Ich bin auf der Suche nach einem neuen Monitor.

Wollte mal Fragen ob jemand mir einen empfehlen kann.
Momentan tendiere ich zu den zwei oben genannten, zu denen ich noch eine Frage habe:
Beide kann man auch als Fehrnseher benutzen. Muss der PC für diese Funktion angeschaltet sein oder kann das der Monitor auch alleine?

Hat vieleicht jemand hier einen der genannten Monitoren und könnte mir seine Meinung dazu schreiben?!

Grüsse


----------



## Painkiller (19. Juni 2012)

> Beide kann man auch als Fehrnseher benutzen. Muss der PC für diese  Funktion angeschaltet sein oder kann das der Monitor auch alleine?

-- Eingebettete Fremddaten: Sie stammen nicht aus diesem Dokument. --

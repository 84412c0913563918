mod common;

use std::time::Duration;

use sql_scope::prelude::*;

use common::{INSERT_SAMPLE, SAMPLE_SCHEMA, count, sample, sqlite_db, sqlite_db_with};

#[tokio::test(flavor = "multi_thread")]
async fn ping_then_close() {
    let t = sqlite_db().await;
    t.db.ping().await.unwrap();
    assert!(!t.db.is_closed());

    t.db.close().await.unwrap();
    assert!(t.db.is_closed());
    // closing twice is fine
    t.db.close().await.unwrap();

    let err = t.db.ping().await.unwrap_err();
    assert!(matches!(err, SqlScopeError::ConnectionError(_)));
    let err = t
        .db
        .query(&ExecContext::new(), INSERT_SAMPLE, &sample("a", "b"))
        .await
        .unwrap_err();
    assert!(matches!(err, SqlScopeError::ConnectionError(_)));
}

#[tokio::test(flavor = "multi_thread")]
async fn close_releases_idle_sqlite_connections() {
    let t = sqlite_db().await;
    t.db.ping().await.unwrap();
    assert!(t.db.pool().is_some());

    t.db.close().await.unwrap();
    assert!(t.db.pool().is_none());

    // switching a WAL database back to rollback journaling needs the only open connection
    let raw = rusqlite::Connection::open(t.path()).unwrap();
    raw.busy_timeout(Duration::ZERO).unwrap();
    let mode: String = raw
        .query_row("PRAGMA journal_mode = DELETE", [], |row| row.get(0))
        .unwrap();
    assert_eq!(mode, "delete");
}

#[tokio::test(flavor = "multi_thread")]
async fn transaction_outlives_close_then_releases_its_connection() {
    let t = sqlite_db().await;
    let tx = t.db.begin_transaction().await.unwrap();
    t.db.close().await.unwrap();

    let ctx = ExecContext::new().with_transaction(tx.clone());
    t.db.query(&ctx, INSERT_SAMPLE, &sample("a", "b"))
        .await
        .unwrap();
    tx.commit().await.unwrap();
    drop(ctx);
    drop(tx);

    let raw = rusqlite::Connection::open(t.path()).unwrap();
    raw.busy_timeout(Duration::ZERO).unwrap();
    let n: i64 = raw
        .query_row("select count(*) from sample", [], |row| row.get(0))
        .unwrap();
    assert_eq!(n, 1);
    let mode: String = raw
        .query_row("PRAGMA journal_mode = DELETE", [], |row| row.get(0))
        .unwrap();
    assert_eq!(mode, "delete");
}

#[tokio::test(flavor = "multi_thread")]
async fn clones_share_pool_identity_and_closed_flag() {
    let t = sqlite_db().await;
    let clone = t.db.clone();
    assert_eq!(clone.pool_id(), t.db.pool_id());

    clone.close().await.unwrap();
    assert!(t.db.is_closed());
}

#[tokio::test(flavor = "multi_thread")]
async fn exhausted_pool_times_out_checkout() {
    let t = sqlite_db_with(|b| b.pool_size(1).checkout_timeout(Duration::from_millis(200))).await;

    let tx = t.db.begin_transaction().await.unwrap();
    let err = t
        .db
        .query(&ExecContext::new(), INSERT_SAMPLE, &sample("a", "b"))
        .await
        .unwrap_err();
    assert!(matches!(err, SqlScopeError::ConnectionError(_)), "{err:?}");

    tx.rollback().await.unwrap();
    t.db.query(&ExecContext::new(), INSERT_SAMPLE, &sample("a", "b"))
        .await
        .unwrap();
}

#[tokio::test(flavor = "multi_thread")]
async fn deadline_bounds_statements() {
    let t = sqlite_db().await;
    let expired = ExecContext::new().with_deadline(tokio::time::Instant::now());
    let err = t
        .db
        .query(&expired, "select * from sample", &named_params! {})
        .await
        .unwrap_err();
    assert!(matches!(err, SqlScopeError::DeadlineExceeded(_)), "{err:?}");

    let roomy = ExecContext::new().with_timeout(Duration::from_secs(30));
    t.db.query(&roomy, INSERT_SAMPLE, &sample("a", "b"))
        .await
        .unwrap();
    assert_eq!(count(&t.db).await, 1);
}

#[tokio::test(flavor = "multi_thread")]
async fn check_on_connect_pings_while_building() {
    let dir = tempfile::tempdir().unwrap();
    let path = dir.path().join("checked.db").to_string_lossy().into_owned();
    let db = ConfigAndPool::sqlite_builder(path)
        .check_on_connect(true)
        .busy_timeout(Duration::from_millis(500))
        .build()
        .await
        .unwrap();
    assert_eq!(db.db_type, DatabaseType::Sqlite);
}

#[tokio::test(flavor = "multi_thread")]
async fn zero_pool_size_is_rejected() {
    let dir = tempfile::tempdir().unwrap();
    let path = dir.path().join("zero.db").to_string_lossy().into_owned();
    let err = ConfigAndPool::sqlite_builder(path)
        .pool_size(0)
        .build()
        .await
        .unwrap_err();
    assert!(matches!(err, SqlScopeError::ConfigError(_)));
}

#[tokio::test(flavor = "multi_thread")]
async fn builds_from_json_config() {
    let dir = tempfile::tempdir().unwrap();
    let path = dir.path().join("config.db");
    let text = serde_json::json!({
        "db_type": "sqlite",
        "path": path.to_string_lossy(),
        "busy_timeout_ms": 250,
        "pool": { "pool_size": 2, "param_marker": "@", "finalize_policy": "lenient" }
    })
    .to_string();

    let db = ConfigAndPool::from_config(DatabaseConfig::from_json(&text).unwrap())
        .await
        .unwrap();
    assert_eq!(db.finalize_policy(), FinalizePolicy::Lenient);
    assert_eq!(db.translator().marker(), '@');

    let ctx = ExecContext::new();
    db.execute_batch(&ctx, SAMPLE_SCHEMA).await.unwrap();
    db.query(
        &ctx,
        "insert into sample(name, password) values (@name, @password)",
        &sample("a", "b"),
    )
    .await
    .unwrap();
    assert_eq!(count(&db).await, 1);
}
//! Transaction handles and the owner/participant propagator behind `wrap`.
//!
//! The first `wrap` in a call chain begins a transaction and owns it: it commits when its unit
//! of work succeeds and rolls back when it fails. Any `wrap` reached through a context that
//! already carries a handle joins that transaction instead and never finalizes it. A joined
//! unit that fails marks the handle rollback-only, so the owner cannot commit partial work even
//! if an intermediate frame swallowed the failure.

use std::fmt;
use std::future::Future;
use std::sync::Arc;
use std::sync::atomic::{AtomicBool, AtomicU8, AtomicU64, Ordering};

use serde::Deserialize;
use tokio::sync::{MappedMutexGuard, Mutex, MutexGuard};
use tracing::{debug, warn};

use crate::context::ExecContext;
use crate::error::SqlScopeError;
use crate::pool::{ConfigAndPool, MiddlewarePoolConnection};

static NEXT_TX_ID: AtomicU64 = AtomicU64::new(1);

#[derive(Debug, Clone, Copy, PartialEq, Eq)]
pub enum TxState {
    Active,
    Committed,
    RolledBack,
}

impl TxState {
    fn from_u8(raw: u8) -> Self {
        match raw {
            1 => TxState::Committed,
            2 => TxState::RolledBack,
            _ => TxState::Active,
        }
    }

    fn as_u8(self) -> u8 {
        match self {
            TxState::Active => 0,
            TxState::Committed => 1,
            TxState::RolledBack => 2,
        }
    }
}

/// What an owning `wrap` does with commit and rollback outcomes.
#[derive(Debug, Clone, Copy, PartialEq, Eq, Default, Deserialize)]
#[serde(rename_all = "lowercase")]
pub enum FinalizePolicy {
    /// Return a failed commit, or `TransactionRolledBack` when a joined unit failed, to the caller.
    #[default]
    Strict,
    /// Log finalize outcomes and return the unit of work's own value.
    Lenient,
}

/// Role a `wrap` invocation plays for the transaction it runs in.
#[derive(Debug, Clone, Copy, PartialEq, Eq)]
pub enum TxRole {
    Owner,
    Participant,
}

impl fmt::Display for TxRole {
    fn fmt(&self, f: &mut fmt::Formatter<'_>) -> fmt::Result {
        match self {
            TxRole::Owner => f.write_str("owner"),
            TxRole::Participant => f.write_str("participant"),
        }
    }
}

struct TxInner {
    id: u64,
    pool_id: u64,
    // `None` once the transaction is finalized and the connection is back in the pool.
    conn: Mutex<Option<MiddlewarePoolConnection>>,
    state: AtomicU8,
    rollback_only: AtomicBool,
}

/// Shared handle to one open database transaction.
///
/// Clones refer to the same transaction. The handle owns the pooled connection until commit or
/// rollback, and statements issued through it are serialized.
#[derive(Clone)]
pub struct TxHandle(Arc<TxInner>);

impl TxHandle {
    fn new(pool_id: u64, conn: MiddlewarePoolConnection) -> Self {
        Self(Arc::new(TxInner {
            id: NEXT_TX_ID.fetch_add(1, Ordering::Relaxed),
            pool_id,
            conn: Mutex::new(Some(conn)),
            state: AtomicU8::new(TxState::Active.as_u8()),
            rollback_only: AtomicBool::new(false),
        }))
    }

    #[must_use]
    pub fn id(&self) -> u64 {
        self.0.id
    }

    /// Identifier of the pool that began this transaction.
    #[must_use]
    pub fn pool_id(&self) -> u64 {
        self.0.pool_id
    }

    #[must_use]
    pub fn state(&self) -> TxState {
        TxState::from_u8(self.0.state.load(Ordering::Acquire))
    }

    #[must_use]
    pub fn is_finalized(&self) -> bool {
        self.state() != TxState::Active
    }

    #[must_use]
    pub fn is_rollback_only(&self) -> bool {
        self.0.rollback_only.load(Ordering::Acquire)
    }

    /// Doom the transaction: later statements fail and the owner will roll back.
    pub fn mark_rollback_only(&self) {
        if !self.0.rollback_only.swap(true, Ordering::AcqRel) {
            debug!(tx_id = self.id(), "transaction marked rollback-only");
        }
    }

    fn set_state(&self, state: TxState) {
        self.0.state.store(state.as_u8(), Ordering::Release);
    }

    fn finalized_error(&self) -> SqlScopeError {
        SqlScopeError::TransactionError(format!(
            "transaction {} is already {}",
            self.id(),
            match self.state() {
                TxState::Committed => "committed",
                _ => "rolled back",
            }
        ))
    }

    /// Lock the transaction's connection for one statement.
    pub(crate) async fn connection(
        &self,
    ) -> Result<MappedMutexGuard<'_, MiddlewarePoolConnection>, SqlScopeError> {
        let slot = self.0.conn.lock().await;
        if self.is_rollback_only() {
            return Err(SqlScopeError::RollbackOnly(self.id()));
        }
        MutexGuard::try_map(slot, Option::as_mut).map_err(|_| self.finalized_error())
    }

    /// Commit and release the connection.
    ///
    /// A rollback-only handle is rolled back instead and reported as
    /// [`SqlScopeError::TransactionRolledBack`]. If `COMMIT` itself fails, a rollback is
    /// attempted before the commit error is returned.
    ///
    /// # Errors
    /// Returns `TransactionError` if the handle is already finalized.
    pub async fn commit(&self) -> Result<(), SqlScopeError> {
        let mut slot = self.0.conn.lock().await;
        let Some(conn) = slot.take() else {
            return Err(self.finalized_error());
        };

        if self.is_rollback_only() {
            if let Err(err) = conn.rollback().await {
                warn!(tx_id = self.id(), error = %err, "rollback of rollback-only transaction failed");
            }
            self.set_state(TxState::RolledBack);
            debug!(tx_id = self.id(), "rolled back instead of committing");
            return Err(SqlScopeError::TransactionRolledBack(self.id()));
        }

        match conn.commit().await {
            Ok(()) => {
                self.set_state(TxState::Committed);
                debug!(tx_id = self.id(), "transaction committed");
                Ok(())
            }
            Err(err) => {
                if let Err(rb) = conn.rollback().await {
                    warn!(tx_id = self.id(), error = %rb, "rollback after failed commit failed");
                }
                self.set_state(TxState::RolledBack);
                Err(err)
            }
        }
    }

    /// Roll back and release the connection.
    ///
    /// # Errors
    /// Returns `TransactionError` if the handle is already finalized, or the backend error.
    /// The handle counts as rolled back either way.
    pub async fn rollback(&self) -> Result<(), SqlScopeError> {
        let mut slot = self.0.conn.lock().await;
        let Some(conn) = slot.take() else {
            return Err(self.finalized_error());
        };
        let outcome = conn.rollback().await;
        self.set_state(TxState::RolledBack);
        debug!(tx_id = self.id(), ok = outcome.is_ok(), "transaction rolled back");
        outcome
    }
}

impl fmt::Debug for TxHandle {
    fn fmt(&self, f: &mut fmt::Formatter<'_>) -> fmt::Result {
        f.debug_struct("TxHandle")
            .field("id", &self.id())
            .field("pool_id", &self.pool_id())
            .field("state", &self.state())
            .field("rollback_only", &self.is_rollback_only())
            .finish()
    }
}

impl Drop for TxInner {
    fn drop(&mut self) {
        let Some(conn) = self.conn.get_mut().take() else {
            return;
        };
        let tx_id = self.id;
        warn!(tx_id, "transaction dropped while active; rolling back");
        match tokio::runtime::Handle::try_current() {
            Ok(handle) => {
                handle.spawn(async move {
                    if let Err(err) = conn.rollback().await {
                        warn!(tx_id, error = %err, "rollback of dropped transaction failed");
                    }
                });
            }
            Err(_) => conn.discard(),
        }
    }
}

impl ConfigAndPool {
    /// Check out a connection and issue `BEGIN` on it.
    ///
    /// # Errors
    /// Returns the checkout error or the backend's `BEGIN` error.
    pub async fn begin_transaction(&self) -> Result<TxHandle, SqlScopeError> {
        let conn = self.get_connection().await?;
        self.begin_on(conn).await
    }

    /// Issue `BEGIN` on a connection that is already checked out.
    async fn begin_on(&self, conn: MiddlewarePoolConnection) -> Result<TxHandle, SqlScopeError> {
        conn.begin().await?;
        let tx = TxHandle::new(self.pool_id(), conn);
        debug!(tx_id = tx.id(), pool_id = self.pool_id(), "transaction begun");
        Ok(tx)
    }

    pub(crate) fn ensure_same_pool(&self, tx: &TxHandle) -> Result<(), SqlScopeError> {
        if tx.pool_id() == self.pool_id() {
            Ok(())
        } else {
            Err(SqlScopeError::OperationNotPermitted(format!(
                "transaction {} belongs to pool {}, not pool {}",
                tx.id(),
                tx.pool_id(),
                self.pool_id()
            )))
        }
    }

    /// Run `unit` inside a transaction; see [`TxAdapter::wrap`].
    ///
    /// # Errors
    /// Returns the unit's own error, or a begin/finalize error as described on `TxAdapter::wrap`.
    pub async fn wrap<F, Fut, T, E>(&self, ctx: &ExecContext, unit: F) -> Result<T, E>
    where
        F: FnOnce(ExecContext) -> Fut,
        Fut: Future<Output = Result<T, E>>,
        E: From<SqlScopeError>,
    {
        TxAdapter::new(self.clone()).wrap(ctx, unit).await
    }
}

/// Runs units of work in a transaction, joining the one already carried by the context if any.
#[derive(Debug, Clone)]
pub struct TxAdapter {
    cap: ConfigAndPool,
}

impl TxAdapter {
    #[must_use]
    pub fn new(cap: ConfigAndPool) -> Self {
        Self { cap }
    }

    #[must_use]
    pub fn pool(&self) -> &ConfigAndPool {
        &self.cap
    }

    /// Run `unit` in a transaction.
    ///
    /// Without a transaction in `ctx` this call owns a new one: `unit` receives a context
    /// carrying it, and the transaction is committed if `unit` succeeds or rolled back if it
    /// fails. With a transaction in `ctx` this call participates: `unit` receives `ctx`
    /// unchanged and nothing is finalized here.
    ///
    /// # Errors
    /// - the unit's error, always, whatever the role;
    /// - `DeadlineExceeded` if no connection is checked out before the deadline, or the
    ///   backend error if `BEGIN` fails;
    /// - `OperationNotPermitted` if `ctx` carries a transaction from another pool;
    /// - `TransactionError` if `ctx` carries a transaction that is already finalized;
    /// - under [`FinalizePolicy::Strict`], the commit error, or `TransactionRolledBack` when a
    ///   participant failed but the owner's unit still succeeded.
    pub async fn wrap<F, Fut, T, E>(&self, ctx: &ExecContext, unit: F) -> Result<T, E>
    where
        F: FnOnce(ExecContext) -> Fut,
        Fut: Future<Output = Result<T, E>>,
        E: From<SqlScopeError>,
    {
        if let Some(tx) = ctx.transaction() {
            self.cap.ensure_same_pool(tx)?;
            if tx.is_finalized() {
                return Err(tx.finalized_error().into());
            }
            let tx = tx.clone();
            debug!(tx_id = tx.id(), role = %TxRole::Participant, "joining transaction");
            let result = unit(ctx.clone()).await;
            if result.is_err() {
                tx.mark_rollback_only();
            }
            return result;
        }

        // only the checkout is bounded; BEGIN is never cancelled mid-flight
        let conn = ctx
            .bounded("checking out a connection", self.cap.get_connection())
            .await?;
        let tx = self.cap.begin_on(conn).await?;
        debug!(tx_id = tx.id(), role = %TxRole::Owner, "owning transaction");
        let result = unit(ctx.with_transaction(tx.clone())).await;
        self.resolve(&tx, result).await
    }

    async fn resolve<T, E>(&self, tx: &TxHandle, result: Result<T, E>) -> Result<T, E>
    where
        E: From<SqlScopeError>,
    {
        let value = match result {
            Ok(value) => value,
            Err(err) => {
                if let Err(rb) = tx.rollback().await {
                    warn!(tx_id = tx.id(), error = %rb, "rollback after failed unit of work failed");
                }
                return Err(err);
            }
        };

        match tx.commit().await {
            Ok(()) => Ok(value),
            Err(err) => match self.cap.finalize_policy() {
                FinalizePolicy::Strict => Err(err.into()),
                FinalizePolicy::Lenient => {
                    warn!(tx_id = tx.id(), error = %err, "commit outcome discarded");
                    Ok(value)
                }
            },
        }
    }
}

Die  T-Serie von Samsung hat je nach Modell und Ausstattung  DVB-C/-T/-T2-Tuner verbaut. Der Monitor/TV kann also auch laufen, ohne das der PC an ist.

Die T-Modelle haben leider keinen DVI-Anschluss, sondern HDMI (einige 1.4) und VGA. 

Aber wenn es im 23-24" Bereich sein soll, kommen hier eigentlich nur zwei Modelle in Frage:

Samsung SyncMaster T24A550, 24" (LT24A550EW) | Geizhals.at Deutschland (keine 120Hz)
Samsung SyncMaster T23A750, 23" (LT23A750EX) | Geizhals.at Deutschland (120Hz + 3D-Brille dabei)


----------



## MrAnnonymos4 (19. Juni 2012)

<> schrieb:


> Die  T-Serie von Samsung hat je nach Modell und Ausstattung  DVB-C/-T/-T2-Tuner verbaut. Der Monitor/TV kann also auch laufen, ohne das der PC an ist.
> 
> Die T-Modelle haben leider keinen DVI-Anschluss, sondern HDMI (einige 1.4) und VGA.
> 
> ...


 Sind das nicht die Vorgängerversionen von den T24B `s ? 
Was sind an den T24A die Vorteile.
Der T24B350 steht grad hier im Laden, wollte ihn eigendlich heute kaufen,...


----------



## Painkiller (19. Juni 2012)

> Sind das nicht die Vorgängerversionen von den T24B `s ?



Stimmt! Vor lauter schnell, schnell nicht richtig gelesen. Sorry! -.-


Zu den neuen Monitoren hab ich das hier gefunden
Aktuelle News von Samsung | Samsung Electronics GmbH


----------